The line containing "caller, so a" marks the end: output every line of the data up to it, and that line too, exactly as written.

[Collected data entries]
== Segment start ==
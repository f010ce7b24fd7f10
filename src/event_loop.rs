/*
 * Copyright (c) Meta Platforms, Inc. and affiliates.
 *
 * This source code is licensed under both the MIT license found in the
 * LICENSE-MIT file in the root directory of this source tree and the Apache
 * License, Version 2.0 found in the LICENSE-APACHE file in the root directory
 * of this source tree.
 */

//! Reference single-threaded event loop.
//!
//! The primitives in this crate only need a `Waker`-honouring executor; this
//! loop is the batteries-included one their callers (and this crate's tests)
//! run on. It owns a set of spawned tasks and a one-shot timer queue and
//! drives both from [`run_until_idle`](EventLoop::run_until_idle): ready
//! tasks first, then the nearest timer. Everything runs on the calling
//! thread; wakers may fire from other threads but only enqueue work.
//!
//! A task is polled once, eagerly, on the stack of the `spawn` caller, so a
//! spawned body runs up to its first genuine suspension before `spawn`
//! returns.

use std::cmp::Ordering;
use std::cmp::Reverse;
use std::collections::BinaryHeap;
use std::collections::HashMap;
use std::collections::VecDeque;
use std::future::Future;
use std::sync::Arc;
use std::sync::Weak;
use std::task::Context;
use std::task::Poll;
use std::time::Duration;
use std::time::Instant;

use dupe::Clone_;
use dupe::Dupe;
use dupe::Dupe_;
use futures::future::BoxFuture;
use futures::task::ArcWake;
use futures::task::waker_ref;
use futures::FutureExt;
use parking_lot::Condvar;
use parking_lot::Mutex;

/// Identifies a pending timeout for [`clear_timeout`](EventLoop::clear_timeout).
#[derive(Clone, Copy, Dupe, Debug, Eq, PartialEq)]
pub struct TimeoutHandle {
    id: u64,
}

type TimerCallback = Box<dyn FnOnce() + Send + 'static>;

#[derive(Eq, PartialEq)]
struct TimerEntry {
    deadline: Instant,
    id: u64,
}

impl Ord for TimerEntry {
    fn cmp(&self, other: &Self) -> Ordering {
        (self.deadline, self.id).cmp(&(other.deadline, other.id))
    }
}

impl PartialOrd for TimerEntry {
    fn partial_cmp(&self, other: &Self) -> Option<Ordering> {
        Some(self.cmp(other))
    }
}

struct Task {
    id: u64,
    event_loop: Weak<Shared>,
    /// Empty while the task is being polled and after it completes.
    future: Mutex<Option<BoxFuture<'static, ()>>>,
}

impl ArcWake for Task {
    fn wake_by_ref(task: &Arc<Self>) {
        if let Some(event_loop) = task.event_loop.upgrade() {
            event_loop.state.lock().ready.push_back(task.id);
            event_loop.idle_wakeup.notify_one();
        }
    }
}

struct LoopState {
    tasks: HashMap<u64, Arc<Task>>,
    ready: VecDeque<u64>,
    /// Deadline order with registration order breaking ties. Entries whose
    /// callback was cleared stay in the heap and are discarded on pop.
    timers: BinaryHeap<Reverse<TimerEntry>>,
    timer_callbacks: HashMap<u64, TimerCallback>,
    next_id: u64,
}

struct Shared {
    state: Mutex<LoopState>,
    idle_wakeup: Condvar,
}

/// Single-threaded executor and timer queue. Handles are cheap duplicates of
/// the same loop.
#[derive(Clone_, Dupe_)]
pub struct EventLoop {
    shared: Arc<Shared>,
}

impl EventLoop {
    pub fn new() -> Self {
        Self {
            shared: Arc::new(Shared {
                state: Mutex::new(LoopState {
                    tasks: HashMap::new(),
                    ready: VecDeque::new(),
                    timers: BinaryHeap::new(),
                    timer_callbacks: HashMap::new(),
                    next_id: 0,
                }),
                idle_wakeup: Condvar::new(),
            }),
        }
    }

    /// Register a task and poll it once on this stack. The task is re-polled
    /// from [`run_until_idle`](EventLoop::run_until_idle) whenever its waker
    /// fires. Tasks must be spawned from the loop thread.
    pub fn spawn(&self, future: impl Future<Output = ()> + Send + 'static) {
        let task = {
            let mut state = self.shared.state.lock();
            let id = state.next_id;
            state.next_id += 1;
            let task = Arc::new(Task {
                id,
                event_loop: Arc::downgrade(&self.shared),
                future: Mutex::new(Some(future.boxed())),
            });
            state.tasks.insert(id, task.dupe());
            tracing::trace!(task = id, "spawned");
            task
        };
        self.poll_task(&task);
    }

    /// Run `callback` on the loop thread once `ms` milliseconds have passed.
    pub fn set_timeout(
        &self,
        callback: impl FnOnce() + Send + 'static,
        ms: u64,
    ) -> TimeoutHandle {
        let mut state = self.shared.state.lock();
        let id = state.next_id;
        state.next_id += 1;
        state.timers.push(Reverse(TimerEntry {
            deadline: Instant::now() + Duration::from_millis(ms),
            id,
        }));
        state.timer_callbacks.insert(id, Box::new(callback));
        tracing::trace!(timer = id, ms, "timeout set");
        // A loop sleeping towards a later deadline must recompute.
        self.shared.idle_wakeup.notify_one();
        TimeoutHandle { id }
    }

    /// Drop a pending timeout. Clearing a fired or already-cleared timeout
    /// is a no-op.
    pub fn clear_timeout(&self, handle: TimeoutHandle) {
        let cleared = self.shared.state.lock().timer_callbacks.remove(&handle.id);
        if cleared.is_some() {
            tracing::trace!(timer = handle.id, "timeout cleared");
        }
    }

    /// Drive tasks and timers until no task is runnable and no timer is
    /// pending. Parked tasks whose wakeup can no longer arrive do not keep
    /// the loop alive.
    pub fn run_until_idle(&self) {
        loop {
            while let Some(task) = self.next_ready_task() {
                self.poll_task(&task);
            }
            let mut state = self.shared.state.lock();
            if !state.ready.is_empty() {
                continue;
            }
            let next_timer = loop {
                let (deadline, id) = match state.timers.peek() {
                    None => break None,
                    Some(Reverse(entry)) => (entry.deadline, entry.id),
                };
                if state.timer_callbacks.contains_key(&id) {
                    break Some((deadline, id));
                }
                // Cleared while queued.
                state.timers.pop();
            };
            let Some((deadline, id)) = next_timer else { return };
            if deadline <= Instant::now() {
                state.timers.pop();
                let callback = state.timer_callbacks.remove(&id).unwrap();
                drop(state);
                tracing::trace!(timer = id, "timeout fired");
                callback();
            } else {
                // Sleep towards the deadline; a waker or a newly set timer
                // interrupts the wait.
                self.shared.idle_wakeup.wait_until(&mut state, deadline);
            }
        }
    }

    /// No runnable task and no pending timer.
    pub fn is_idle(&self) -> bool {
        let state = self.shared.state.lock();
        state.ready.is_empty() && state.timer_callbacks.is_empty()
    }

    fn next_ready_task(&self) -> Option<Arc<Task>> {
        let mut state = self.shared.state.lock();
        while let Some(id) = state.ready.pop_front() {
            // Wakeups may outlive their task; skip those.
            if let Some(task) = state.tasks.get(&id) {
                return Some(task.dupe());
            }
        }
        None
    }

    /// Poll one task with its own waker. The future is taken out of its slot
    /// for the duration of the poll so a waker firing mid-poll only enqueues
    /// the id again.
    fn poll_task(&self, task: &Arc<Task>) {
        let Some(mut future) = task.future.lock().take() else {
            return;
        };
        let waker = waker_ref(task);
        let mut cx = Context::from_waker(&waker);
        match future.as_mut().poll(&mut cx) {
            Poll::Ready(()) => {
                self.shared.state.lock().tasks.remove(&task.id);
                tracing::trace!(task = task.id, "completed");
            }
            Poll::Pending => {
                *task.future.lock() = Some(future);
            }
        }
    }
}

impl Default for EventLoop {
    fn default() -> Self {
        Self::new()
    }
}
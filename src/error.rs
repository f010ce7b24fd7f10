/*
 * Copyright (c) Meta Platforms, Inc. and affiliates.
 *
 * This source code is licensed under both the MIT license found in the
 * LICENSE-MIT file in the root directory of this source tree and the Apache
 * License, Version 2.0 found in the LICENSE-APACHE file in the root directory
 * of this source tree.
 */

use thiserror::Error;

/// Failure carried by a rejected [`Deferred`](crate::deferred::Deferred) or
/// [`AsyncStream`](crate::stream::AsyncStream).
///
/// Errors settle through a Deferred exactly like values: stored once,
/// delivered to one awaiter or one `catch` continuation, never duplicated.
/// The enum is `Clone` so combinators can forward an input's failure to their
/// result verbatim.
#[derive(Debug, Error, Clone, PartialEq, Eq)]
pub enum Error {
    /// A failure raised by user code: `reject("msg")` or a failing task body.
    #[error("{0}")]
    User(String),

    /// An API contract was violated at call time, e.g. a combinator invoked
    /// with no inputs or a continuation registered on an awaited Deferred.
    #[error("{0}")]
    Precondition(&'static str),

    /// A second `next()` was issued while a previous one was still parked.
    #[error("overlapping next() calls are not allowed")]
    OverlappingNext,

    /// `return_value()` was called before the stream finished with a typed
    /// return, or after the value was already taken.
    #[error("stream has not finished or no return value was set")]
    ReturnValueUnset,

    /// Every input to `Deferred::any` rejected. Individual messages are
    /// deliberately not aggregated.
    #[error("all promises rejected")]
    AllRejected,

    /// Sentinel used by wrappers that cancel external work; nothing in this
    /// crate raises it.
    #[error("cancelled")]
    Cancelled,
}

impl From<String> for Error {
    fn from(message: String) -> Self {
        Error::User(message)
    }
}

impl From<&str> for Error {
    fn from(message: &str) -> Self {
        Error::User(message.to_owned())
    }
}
== Segment end ==
#### [RESPONSE BELOW]
repository f010ce7b24fd7f10
filename src/event_loop.rs
/*
 * Copyright (c) Meta Platforms, Inc. and affiliates.
 *
 * This source code is licensed under both the MIT license found in the
 * LICENSE-MIT file in the root directory of this source tree and the Apache
 * License, Version 2.0 found in the LICENSE-APACHE file in the root directory
 * of this source tree.
 */

//! Reference single-threaded event loop.
//!
//! The primitives in this crate only need a `Waker`-honouring executor; this
//! loop is the batteries-included one their callers (and this crate's tests)
//! run on. It owns a set of spawned tasks and a one-shot timer queue and
//! drives both from [`run_until_idle`](EventLoop::run_until_idle): ready
//! tasks first, then the nearest timer. Everything runs on the calling
//! thread; wakers may fire from other threads but only enqueue work.
//!
//! A task is polled once, eagerly, on the stack of the `spawn` caller, so a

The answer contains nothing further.